Archive for March 21st, 2008
Tibet’s Unrest A Failure for the Dalai Lama and President Hu Jintao
The March 2008 “unrest” in Tibet has managed to net two big political victims: Tenzin Gyatso, the XIV Dalai Lama and Hu Jintao, President of the People’s Republic of China.
a. The Dalai Lama
Either the Dalai Lama is behind the rebellion, or he is not.
If he is, it’s a big failure for decades of his nonviolent struggle, some 49 years after leading one way or another the wrongly-timed, poorly opportunistic 1959 uprising that lead him into exile.
If he is not (and personally, I think that’s the case), it means he’s been sidelined (check his threat to resign against escalating violence). That is, the Tibetans are not all behind him: and so, as much as he is popular in the West, the World needs to identify more interlocutors to keep a meaningful contact with the people of Tibet.
b. President Hu Jintao
Even more than the Dalai Lama’s, the biggest failure of all is a personal one, and concerns Chinese President Hu Jintao’s.

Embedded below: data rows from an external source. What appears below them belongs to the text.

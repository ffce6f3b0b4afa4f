// src/services/notifier.rs

//! Alert delivery.

use async_trait::async_trait;
use serde::Serialize;

use crate::error::{AppError, Result};
use crate::models::{Alert, Delivery, NotifyConfig};
use crate::utils::{http, preview};

/// Delivers a rendered alert.
///
/// Returns `Delivery::Sent` or `Delivery::Skipped`; failures are errors.
#[async_trait]
pub trait Notifier: Send + Sync {
    async fn send(&self, alert: &Alert) -> Result<Delivery>;
}

/// Webhook body in the Discord embed format.
#[derive(Debug, Serialize, PartialEq, Eq)]
pub struct WebhookMessage {
    pub content: String,
    pub embeds: Vec<Embed>,
}

#[derive(Debug, Serialize, PartialEq, Eq)]
pub struct Embed {
    pub title: String,
    pub url: String,
    pub description: String,
    pub color: u32,
    pub footer: EmbedFooter,
}

#[derive(Debug, Serialize, PartialEq, Eq)]
pub struct EmbedFooter {
    pub text: String,
}

impl From<&Alert> for WebhookMessage {
    fn from(alert: &Alert) -> Self {
        Self {
            content: alert.mention.clone(),
            embeds: vec![Embed {
                title: alert.title.clone(),
                url: alert.url.clone(),
                description: alert.description.clone(),
                color: alert.color,
                footer: EmbedFooter {
                    text: alert.footer.clone(),
                },
            }],
        }
    }
}

/// Posts alerts to a Discord-compatible webhook.
pub struct WebhookNotifier {
    client: reqwest::Client,
    webhook_url: String,
}

impl WebhookNotifier {
    pub fn new(webhook_url: impl Into<String>, timeout_secs: u64) -> Result<Self> {
        Ok(Self {
            client: http::create_webhook_client(timeout_secs)?,
            webhook_url: webhook_url.into(),
        })
    }
}

#[async_trait]
impl Notifier for WebhookNotifier {
    async fn send(&self, alert: &Alert) -> Result<Delivery> {
        let message = WebhookMessage::from(alert);
        let response = self
            .client
            .post(&self.webhook_url)
            .json(&message)
            .send()
            .await
            .map_err(AppError::delivery)?;

        let status = response.status();
        let body = response.text().await.unwrap_or_default();
        log::info!("Webhook response: {} {}", status, preview(&body, 200));

        if status.is_success() {
            Ok(Delivery::Sent)
        } else {
            Err(AppError::delivery(format!("webhook returned {status}")))
        }
    }
}

/// Used when no webhook is configured; logs and drops the alert.
pub struct DisabledNotifier;

#[async_trait]
impl Notifier for DisabledNotifier {
    async fn send(&self, alert: &Alert) -> Result<Delivery> {
        log::warn!("No webhook URL set, skipping alert: {}", alert.title);
        Ok(Delivery::Skipped)
    }
}

/// Pick a notifier for the configuration.
pub fn build_notifier(config: &NotifyConfig) -> Result<Box<dyn Notifier>> {
    match &config.webhook_url {
        Some(url) => Ok(Box::new(WebhookNotifier::new(url, config.timeout_secs)?)),
        None => Ok(Box::new(DisabledNotifier)),
    }
}

#[cfg(test)]
mod tests {
    use super::*;
    use crate::models::COLOR_AVAILABLE;

    fn alert() -> Alert {
        Alert {
            mention: "@here **Surface 5G availability changed!**".to_string(),
            title: "Surface – 5G".to_string(),
            url: "https://shop.example/surface".to_string(),
            description: "**📦 Available SKUs:**\n\n• **Ultra 5** - 8GB / 256GB SSD - $999"
                .to_string(),
            color: COLOR_AVAILABLE,
            footer: "Total available: 1 SKU(s)".to_string(),
        }
    }

    #[test]
    fn test_webhook_message_shape() {
        let value = serde_json::to_value(WebhookMessage::from(&alert())).unwrap();

        assert_eq!(value["content"], "@here **Surface 5G availability changed!**");
        assert_eq!(value["embeds"][0]["title"], "Surface – 5G");
        assert_eq!(value["embeds"][0]["url"], "https://shop.example/surface");
        assert_eq!(value["embeds"][0]["color"], 65280);
        assert_eq!(value["embeds"][0]["footer"]["text"], "Total available: 1 SKU(s)");
    }

    #[tokio::test]
    async fn test_disabled_notifier_reports_skipped() {
        assert_eq!(DisabledNotifier.send(&alert()).await.unwrap(), Delivery::Skipped);
    }

    #[tokio::test]
    async fn test_build_notifier_without_url_skips() {
        let notifier = build_notifier(&NotifyConfig::default()).unwrap();
        assert_eq!(notifier.send(&alert()).await.unwrap(), Delivery::Skipped);
    }
}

First he was Party Secretary in Tibet for a while: however protected and privileged his lifestyle must have been at the time, and even if he came to distrust and despise the region and the people, as rumors have it, Hu must have learnt a thing of two about Tibet. Now, as Paramount Leader, President, General Secretary, and Chairman of the Central Military Commission, Hu has been in charge of getting the whole country ready for the Olympics.
True, Hu even tried to prevent troubles by sending additional security personnel. But still: when the troubles happened (and they happened when most expected: on an anniversary, a few months before the Olympics), Hu’s only answer was to kill, brutalize, arrest, deport, in an incredibly bad P.R. move compounded by an unhealthy, improbable fixation for fantastic machinations by the Dalai Lama, a robed guy in Dharamsala pretending nonviolence for decades but now single-handedly capable of eliciting problems for the whole of China.
Under Hu’s (in-)capable hands, China has been lead into looking foolish, unable to prepare, unable to prevent civil unrest, violent, trigger-happy against “its own” people, unable to defend the ethnic Chinese Han apparently victims of the Tibetans’ anger, unable to prevent the news from leaking to the outside world, blood-splattered in front of hundreds of millions of its customers around the world a few weeks before the Olympics and ready to be criticized and ostracized by all those looking for an excuse for protectionism.
All of this, a few days after announcing a clampdown on Uighur’s terrorists that appears more and more either fiction or embellished reality.
Is this what Hu Jintao had in mind when presenting his political philosophy of “Harmonious Society” and “Peaceful Development“? Hopefully not…but unfortunately, his does look like “Fairweather Leadership“.
Unless something big happens during the next few months, one shouldn’t be surprised to find Hu in well-earned retirement quite soon.